Material provided:
* * * * *

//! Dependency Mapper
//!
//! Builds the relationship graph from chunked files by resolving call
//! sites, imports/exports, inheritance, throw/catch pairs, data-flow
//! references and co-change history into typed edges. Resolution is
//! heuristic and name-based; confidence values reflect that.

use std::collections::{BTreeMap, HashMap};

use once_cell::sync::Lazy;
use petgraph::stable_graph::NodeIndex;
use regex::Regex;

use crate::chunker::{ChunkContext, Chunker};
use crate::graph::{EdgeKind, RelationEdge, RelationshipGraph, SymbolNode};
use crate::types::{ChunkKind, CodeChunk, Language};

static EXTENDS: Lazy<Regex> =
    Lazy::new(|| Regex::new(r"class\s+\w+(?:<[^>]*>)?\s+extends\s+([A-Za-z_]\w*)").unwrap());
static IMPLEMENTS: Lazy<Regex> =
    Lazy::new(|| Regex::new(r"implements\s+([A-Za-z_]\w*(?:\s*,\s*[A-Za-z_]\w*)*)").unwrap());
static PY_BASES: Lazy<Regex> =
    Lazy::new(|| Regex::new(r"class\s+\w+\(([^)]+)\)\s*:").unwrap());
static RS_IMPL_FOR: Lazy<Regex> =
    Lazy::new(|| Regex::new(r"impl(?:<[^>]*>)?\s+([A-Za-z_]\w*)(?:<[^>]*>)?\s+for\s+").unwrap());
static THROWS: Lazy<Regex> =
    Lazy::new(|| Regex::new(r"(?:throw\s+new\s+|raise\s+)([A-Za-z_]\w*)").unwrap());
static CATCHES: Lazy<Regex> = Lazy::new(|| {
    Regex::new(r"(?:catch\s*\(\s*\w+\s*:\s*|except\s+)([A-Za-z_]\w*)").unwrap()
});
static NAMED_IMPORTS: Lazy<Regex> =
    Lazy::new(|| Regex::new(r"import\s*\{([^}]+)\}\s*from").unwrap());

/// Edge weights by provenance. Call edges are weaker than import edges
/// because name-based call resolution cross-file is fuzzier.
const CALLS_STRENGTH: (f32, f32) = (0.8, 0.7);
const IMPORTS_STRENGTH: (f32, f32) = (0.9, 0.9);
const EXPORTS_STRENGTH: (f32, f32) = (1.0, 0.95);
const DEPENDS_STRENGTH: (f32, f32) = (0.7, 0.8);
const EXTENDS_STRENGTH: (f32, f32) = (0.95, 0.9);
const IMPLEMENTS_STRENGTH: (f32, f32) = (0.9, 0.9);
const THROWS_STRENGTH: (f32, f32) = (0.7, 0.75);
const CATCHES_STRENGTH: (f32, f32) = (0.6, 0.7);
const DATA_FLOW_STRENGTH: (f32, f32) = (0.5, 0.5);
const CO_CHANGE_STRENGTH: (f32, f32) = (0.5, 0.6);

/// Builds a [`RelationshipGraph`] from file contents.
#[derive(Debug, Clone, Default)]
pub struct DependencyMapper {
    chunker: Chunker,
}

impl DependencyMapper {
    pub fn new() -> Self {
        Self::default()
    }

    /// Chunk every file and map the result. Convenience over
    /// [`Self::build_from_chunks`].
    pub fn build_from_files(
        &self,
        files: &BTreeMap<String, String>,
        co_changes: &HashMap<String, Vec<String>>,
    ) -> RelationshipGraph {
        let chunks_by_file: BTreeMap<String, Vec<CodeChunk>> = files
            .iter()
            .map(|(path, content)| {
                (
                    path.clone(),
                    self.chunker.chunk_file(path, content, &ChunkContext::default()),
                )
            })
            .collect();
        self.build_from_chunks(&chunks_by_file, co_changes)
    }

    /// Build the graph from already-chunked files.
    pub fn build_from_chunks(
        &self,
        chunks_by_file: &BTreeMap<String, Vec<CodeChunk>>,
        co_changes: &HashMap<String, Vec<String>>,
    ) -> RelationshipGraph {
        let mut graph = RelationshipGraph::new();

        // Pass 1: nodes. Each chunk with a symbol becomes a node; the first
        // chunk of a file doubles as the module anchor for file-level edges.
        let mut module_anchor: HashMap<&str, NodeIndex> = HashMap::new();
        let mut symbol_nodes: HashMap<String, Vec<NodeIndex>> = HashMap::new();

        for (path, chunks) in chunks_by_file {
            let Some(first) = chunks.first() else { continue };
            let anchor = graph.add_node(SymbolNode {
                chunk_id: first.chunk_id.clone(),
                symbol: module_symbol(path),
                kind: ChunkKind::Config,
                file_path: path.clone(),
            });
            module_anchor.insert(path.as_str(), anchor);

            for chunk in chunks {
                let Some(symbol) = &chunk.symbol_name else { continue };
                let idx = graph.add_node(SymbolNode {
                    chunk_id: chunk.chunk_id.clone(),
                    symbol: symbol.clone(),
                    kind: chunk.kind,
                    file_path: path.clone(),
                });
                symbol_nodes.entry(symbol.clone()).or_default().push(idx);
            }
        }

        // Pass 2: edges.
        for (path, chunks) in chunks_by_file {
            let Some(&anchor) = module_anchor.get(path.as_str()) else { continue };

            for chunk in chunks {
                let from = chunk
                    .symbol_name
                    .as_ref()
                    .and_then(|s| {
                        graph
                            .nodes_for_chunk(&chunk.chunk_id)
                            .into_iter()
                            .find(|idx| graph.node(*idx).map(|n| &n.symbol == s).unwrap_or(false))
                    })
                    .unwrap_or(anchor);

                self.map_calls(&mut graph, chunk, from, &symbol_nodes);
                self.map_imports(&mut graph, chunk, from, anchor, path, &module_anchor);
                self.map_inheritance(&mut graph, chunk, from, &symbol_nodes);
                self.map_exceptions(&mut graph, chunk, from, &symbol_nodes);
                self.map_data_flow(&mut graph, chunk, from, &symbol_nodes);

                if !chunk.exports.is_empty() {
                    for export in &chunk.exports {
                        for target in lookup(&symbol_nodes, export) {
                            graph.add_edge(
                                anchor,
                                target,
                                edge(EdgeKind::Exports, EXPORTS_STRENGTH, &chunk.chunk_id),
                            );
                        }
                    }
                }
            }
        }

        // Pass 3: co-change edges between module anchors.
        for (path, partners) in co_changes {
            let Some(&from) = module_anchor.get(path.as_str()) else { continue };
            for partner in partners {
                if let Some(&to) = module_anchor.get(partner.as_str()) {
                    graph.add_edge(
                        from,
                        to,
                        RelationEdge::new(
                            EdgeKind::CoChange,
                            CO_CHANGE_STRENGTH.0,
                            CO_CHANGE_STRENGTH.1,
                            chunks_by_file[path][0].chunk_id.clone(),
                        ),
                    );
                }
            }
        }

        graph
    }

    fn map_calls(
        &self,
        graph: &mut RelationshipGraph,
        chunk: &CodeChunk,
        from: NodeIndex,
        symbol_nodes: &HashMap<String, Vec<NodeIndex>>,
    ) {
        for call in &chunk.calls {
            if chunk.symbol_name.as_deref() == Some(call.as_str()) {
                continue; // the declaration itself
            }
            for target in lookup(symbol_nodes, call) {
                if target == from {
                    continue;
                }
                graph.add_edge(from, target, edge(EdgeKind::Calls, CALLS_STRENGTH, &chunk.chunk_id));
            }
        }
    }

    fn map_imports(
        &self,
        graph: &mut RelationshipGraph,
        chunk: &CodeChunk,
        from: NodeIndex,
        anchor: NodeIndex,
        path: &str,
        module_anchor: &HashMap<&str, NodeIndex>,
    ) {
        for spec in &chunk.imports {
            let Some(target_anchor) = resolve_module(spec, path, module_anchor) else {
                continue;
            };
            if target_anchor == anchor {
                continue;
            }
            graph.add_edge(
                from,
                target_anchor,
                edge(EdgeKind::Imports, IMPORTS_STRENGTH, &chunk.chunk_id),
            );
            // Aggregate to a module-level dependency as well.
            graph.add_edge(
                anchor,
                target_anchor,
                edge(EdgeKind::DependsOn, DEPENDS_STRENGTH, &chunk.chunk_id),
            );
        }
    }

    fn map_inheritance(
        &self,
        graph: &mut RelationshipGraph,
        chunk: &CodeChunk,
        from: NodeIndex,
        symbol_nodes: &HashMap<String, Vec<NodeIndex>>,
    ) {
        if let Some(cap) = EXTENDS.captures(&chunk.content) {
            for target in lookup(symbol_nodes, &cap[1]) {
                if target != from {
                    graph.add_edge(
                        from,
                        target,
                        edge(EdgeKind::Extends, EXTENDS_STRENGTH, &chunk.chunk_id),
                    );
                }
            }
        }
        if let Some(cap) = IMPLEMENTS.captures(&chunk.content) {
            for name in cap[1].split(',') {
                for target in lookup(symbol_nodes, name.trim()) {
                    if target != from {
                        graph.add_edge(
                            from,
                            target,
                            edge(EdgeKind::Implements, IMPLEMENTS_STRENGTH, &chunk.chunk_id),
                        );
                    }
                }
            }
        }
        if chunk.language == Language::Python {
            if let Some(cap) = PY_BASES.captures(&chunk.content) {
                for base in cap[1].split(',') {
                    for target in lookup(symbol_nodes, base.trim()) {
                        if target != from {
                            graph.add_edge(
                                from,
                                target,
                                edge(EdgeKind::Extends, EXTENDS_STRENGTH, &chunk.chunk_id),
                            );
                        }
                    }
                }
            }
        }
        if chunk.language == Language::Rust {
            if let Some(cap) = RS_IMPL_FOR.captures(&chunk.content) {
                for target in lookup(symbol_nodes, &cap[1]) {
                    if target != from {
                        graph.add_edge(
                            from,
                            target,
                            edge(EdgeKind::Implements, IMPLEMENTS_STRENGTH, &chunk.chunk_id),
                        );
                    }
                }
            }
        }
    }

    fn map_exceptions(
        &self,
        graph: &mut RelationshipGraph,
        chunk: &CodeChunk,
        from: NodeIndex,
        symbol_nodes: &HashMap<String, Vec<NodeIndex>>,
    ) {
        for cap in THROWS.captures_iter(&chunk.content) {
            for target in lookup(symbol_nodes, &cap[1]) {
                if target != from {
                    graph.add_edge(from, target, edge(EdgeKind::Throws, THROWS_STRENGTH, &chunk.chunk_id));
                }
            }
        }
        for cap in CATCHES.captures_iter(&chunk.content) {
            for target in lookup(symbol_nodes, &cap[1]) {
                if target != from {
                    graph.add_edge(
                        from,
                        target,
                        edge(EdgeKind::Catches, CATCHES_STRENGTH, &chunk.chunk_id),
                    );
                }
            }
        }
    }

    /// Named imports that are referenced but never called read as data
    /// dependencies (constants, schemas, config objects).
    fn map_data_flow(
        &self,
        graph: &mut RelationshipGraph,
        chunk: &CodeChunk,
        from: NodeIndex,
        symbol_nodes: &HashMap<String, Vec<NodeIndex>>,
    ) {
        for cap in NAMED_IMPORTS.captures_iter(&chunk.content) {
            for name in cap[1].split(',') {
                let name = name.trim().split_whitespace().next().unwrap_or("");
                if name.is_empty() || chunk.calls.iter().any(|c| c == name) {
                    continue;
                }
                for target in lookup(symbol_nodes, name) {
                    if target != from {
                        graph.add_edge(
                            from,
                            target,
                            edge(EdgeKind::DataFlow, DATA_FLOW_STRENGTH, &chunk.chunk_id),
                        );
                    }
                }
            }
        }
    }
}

* * * * *

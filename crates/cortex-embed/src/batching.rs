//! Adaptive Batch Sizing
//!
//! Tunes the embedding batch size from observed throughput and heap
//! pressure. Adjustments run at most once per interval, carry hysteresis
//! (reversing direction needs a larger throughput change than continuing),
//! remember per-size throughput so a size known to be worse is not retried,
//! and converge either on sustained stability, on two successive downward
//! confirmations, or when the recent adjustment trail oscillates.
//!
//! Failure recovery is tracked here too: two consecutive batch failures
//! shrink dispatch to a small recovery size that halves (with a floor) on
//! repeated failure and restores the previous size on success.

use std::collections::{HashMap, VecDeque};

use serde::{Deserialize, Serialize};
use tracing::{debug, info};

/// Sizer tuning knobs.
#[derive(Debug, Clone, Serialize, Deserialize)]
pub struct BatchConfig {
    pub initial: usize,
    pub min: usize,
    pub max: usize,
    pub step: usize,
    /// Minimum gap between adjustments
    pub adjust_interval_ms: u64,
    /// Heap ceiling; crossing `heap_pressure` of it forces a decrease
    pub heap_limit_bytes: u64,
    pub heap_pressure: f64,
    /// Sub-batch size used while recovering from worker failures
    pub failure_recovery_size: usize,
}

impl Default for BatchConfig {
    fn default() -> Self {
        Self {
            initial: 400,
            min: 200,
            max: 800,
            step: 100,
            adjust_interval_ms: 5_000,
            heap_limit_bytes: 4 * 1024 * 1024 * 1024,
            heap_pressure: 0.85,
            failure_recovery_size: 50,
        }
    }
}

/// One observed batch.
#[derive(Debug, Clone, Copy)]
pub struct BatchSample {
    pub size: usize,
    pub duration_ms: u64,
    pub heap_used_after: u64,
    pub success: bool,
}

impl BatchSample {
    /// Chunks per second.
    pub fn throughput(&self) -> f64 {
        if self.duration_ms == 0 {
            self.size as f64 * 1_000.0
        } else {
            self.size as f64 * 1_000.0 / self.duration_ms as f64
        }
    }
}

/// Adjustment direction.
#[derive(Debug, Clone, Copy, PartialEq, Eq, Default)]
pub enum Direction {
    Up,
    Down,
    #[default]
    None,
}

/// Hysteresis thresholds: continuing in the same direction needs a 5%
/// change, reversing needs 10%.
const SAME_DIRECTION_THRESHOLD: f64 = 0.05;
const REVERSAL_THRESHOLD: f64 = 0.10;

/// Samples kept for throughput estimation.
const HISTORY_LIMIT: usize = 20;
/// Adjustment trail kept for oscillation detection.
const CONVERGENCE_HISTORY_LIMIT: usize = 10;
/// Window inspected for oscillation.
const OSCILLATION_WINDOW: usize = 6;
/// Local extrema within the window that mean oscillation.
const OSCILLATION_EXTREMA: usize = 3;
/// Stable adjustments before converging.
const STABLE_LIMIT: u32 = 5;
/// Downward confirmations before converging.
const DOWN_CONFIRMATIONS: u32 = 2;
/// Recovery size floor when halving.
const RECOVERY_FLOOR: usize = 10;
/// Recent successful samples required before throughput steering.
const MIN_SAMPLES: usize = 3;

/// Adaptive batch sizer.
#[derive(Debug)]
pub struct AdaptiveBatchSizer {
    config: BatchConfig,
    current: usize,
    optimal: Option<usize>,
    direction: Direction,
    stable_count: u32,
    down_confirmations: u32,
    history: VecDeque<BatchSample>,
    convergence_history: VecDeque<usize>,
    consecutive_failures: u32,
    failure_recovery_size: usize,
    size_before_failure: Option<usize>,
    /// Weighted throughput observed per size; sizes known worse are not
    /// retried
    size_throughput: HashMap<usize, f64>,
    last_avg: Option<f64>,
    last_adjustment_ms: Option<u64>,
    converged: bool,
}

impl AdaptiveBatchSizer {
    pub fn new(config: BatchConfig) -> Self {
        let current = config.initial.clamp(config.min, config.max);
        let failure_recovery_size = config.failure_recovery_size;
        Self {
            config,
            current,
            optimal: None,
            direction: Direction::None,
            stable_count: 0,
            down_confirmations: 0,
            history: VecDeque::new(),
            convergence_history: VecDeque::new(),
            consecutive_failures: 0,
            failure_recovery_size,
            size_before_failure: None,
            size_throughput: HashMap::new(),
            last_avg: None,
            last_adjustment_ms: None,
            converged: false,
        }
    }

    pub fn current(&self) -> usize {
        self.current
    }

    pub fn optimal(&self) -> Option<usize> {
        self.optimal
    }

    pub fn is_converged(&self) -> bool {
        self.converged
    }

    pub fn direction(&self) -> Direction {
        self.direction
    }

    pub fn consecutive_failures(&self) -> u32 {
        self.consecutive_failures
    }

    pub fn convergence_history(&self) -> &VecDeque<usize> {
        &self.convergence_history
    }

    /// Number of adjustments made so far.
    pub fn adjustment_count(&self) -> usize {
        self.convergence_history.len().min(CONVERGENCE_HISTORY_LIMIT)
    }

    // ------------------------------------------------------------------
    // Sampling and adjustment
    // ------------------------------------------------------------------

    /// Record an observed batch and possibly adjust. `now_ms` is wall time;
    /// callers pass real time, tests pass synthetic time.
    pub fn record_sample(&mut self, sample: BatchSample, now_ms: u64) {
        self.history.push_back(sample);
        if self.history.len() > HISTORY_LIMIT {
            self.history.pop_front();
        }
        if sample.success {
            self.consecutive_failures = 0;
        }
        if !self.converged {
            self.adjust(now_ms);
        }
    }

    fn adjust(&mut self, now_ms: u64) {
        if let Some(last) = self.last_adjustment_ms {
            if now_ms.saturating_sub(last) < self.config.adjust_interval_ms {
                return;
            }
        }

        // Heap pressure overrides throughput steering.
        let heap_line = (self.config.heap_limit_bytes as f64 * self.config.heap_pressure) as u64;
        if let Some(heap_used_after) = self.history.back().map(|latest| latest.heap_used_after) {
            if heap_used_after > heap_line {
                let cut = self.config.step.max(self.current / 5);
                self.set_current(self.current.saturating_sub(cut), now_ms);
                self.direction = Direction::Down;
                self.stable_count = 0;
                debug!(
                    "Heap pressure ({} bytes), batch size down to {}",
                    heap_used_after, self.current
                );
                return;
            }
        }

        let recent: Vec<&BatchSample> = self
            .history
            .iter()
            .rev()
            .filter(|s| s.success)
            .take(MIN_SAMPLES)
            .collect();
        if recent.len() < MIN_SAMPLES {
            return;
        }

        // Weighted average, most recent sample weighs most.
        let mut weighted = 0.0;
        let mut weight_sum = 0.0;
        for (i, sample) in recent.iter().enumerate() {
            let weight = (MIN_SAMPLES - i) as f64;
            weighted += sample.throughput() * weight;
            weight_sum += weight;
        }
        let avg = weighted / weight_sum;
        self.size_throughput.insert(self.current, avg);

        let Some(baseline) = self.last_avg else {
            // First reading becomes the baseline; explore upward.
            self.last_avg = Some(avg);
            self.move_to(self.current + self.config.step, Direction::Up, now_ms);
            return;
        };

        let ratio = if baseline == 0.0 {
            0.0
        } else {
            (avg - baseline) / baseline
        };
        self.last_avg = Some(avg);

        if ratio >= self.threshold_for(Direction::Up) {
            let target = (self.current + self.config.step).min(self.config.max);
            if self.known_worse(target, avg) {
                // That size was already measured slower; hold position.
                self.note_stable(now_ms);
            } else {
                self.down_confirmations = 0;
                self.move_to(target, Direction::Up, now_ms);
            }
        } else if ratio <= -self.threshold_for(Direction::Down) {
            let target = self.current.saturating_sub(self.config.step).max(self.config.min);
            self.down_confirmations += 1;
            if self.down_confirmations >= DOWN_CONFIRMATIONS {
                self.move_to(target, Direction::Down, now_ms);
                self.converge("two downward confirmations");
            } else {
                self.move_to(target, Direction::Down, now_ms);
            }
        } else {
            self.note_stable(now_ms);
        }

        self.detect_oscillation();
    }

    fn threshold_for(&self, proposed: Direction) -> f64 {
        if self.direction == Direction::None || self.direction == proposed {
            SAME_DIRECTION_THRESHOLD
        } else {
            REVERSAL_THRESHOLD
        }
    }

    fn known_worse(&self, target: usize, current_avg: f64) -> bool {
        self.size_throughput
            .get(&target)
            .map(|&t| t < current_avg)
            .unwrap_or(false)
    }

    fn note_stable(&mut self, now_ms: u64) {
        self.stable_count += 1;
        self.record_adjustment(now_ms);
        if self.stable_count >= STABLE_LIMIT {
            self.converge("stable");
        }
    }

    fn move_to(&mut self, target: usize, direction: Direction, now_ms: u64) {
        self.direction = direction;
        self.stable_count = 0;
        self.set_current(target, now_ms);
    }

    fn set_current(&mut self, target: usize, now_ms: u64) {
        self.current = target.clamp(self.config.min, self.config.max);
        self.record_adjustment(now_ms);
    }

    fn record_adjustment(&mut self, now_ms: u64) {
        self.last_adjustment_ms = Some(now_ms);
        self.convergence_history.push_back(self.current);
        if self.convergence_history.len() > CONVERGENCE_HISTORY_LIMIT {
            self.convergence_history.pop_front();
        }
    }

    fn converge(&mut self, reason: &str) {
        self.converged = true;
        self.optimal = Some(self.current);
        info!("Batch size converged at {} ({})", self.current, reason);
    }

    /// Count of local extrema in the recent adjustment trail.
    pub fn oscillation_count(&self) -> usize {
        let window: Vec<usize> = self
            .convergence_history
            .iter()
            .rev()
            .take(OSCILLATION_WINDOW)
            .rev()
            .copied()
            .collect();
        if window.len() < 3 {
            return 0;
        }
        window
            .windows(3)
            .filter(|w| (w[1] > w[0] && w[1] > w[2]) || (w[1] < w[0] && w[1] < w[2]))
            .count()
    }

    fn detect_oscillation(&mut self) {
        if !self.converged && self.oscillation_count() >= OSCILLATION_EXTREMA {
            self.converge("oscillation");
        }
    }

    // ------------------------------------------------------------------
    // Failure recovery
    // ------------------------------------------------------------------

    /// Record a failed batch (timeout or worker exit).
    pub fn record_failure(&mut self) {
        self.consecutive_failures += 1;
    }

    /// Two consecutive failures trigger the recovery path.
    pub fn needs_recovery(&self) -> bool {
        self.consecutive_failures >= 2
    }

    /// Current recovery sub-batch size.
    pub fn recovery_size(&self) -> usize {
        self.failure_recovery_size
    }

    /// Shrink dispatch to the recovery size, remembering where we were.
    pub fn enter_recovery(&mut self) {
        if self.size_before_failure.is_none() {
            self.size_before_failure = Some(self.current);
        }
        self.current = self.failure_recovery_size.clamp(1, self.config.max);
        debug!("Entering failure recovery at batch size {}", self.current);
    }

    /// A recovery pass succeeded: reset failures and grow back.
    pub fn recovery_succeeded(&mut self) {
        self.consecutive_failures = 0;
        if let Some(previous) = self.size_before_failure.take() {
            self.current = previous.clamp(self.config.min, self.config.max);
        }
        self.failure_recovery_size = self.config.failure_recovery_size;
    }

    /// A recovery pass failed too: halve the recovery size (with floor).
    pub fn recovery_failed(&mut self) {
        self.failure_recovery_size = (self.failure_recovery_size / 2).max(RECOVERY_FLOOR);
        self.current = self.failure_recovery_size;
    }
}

* * * * *

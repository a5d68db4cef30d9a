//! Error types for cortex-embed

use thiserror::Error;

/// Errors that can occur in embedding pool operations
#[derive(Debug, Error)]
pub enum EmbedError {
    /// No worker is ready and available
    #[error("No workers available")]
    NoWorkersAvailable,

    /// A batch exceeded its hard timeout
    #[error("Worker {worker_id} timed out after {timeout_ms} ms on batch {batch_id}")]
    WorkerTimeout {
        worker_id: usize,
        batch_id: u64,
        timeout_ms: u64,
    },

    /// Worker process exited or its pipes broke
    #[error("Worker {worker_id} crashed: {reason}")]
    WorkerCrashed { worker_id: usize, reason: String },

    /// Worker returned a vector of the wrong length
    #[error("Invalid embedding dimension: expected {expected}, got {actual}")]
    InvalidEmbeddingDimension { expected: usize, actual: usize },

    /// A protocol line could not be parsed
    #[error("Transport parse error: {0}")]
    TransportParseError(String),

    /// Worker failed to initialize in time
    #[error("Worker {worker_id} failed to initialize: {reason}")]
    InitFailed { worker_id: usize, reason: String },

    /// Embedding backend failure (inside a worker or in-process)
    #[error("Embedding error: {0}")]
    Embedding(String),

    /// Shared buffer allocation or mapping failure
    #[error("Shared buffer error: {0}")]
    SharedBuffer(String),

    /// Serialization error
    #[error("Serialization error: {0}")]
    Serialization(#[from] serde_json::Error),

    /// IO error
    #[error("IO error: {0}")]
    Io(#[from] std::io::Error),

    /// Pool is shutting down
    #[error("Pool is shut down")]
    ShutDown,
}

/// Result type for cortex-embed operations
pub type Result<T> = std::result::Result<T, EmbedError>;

* * * * *

Work task:
Return all lines in the data that include the word "BTreeMap".

Answer for the task:
use std::collections::{BTreeMap, HashMap};
        files: &BTreeMap<String, String>,
        let chunks_by_file: BTreeMap<String, Vec<CodeChunk>> = files
        chunks_by_file: &BTreeMap<String, Vec<CodeChunk>>,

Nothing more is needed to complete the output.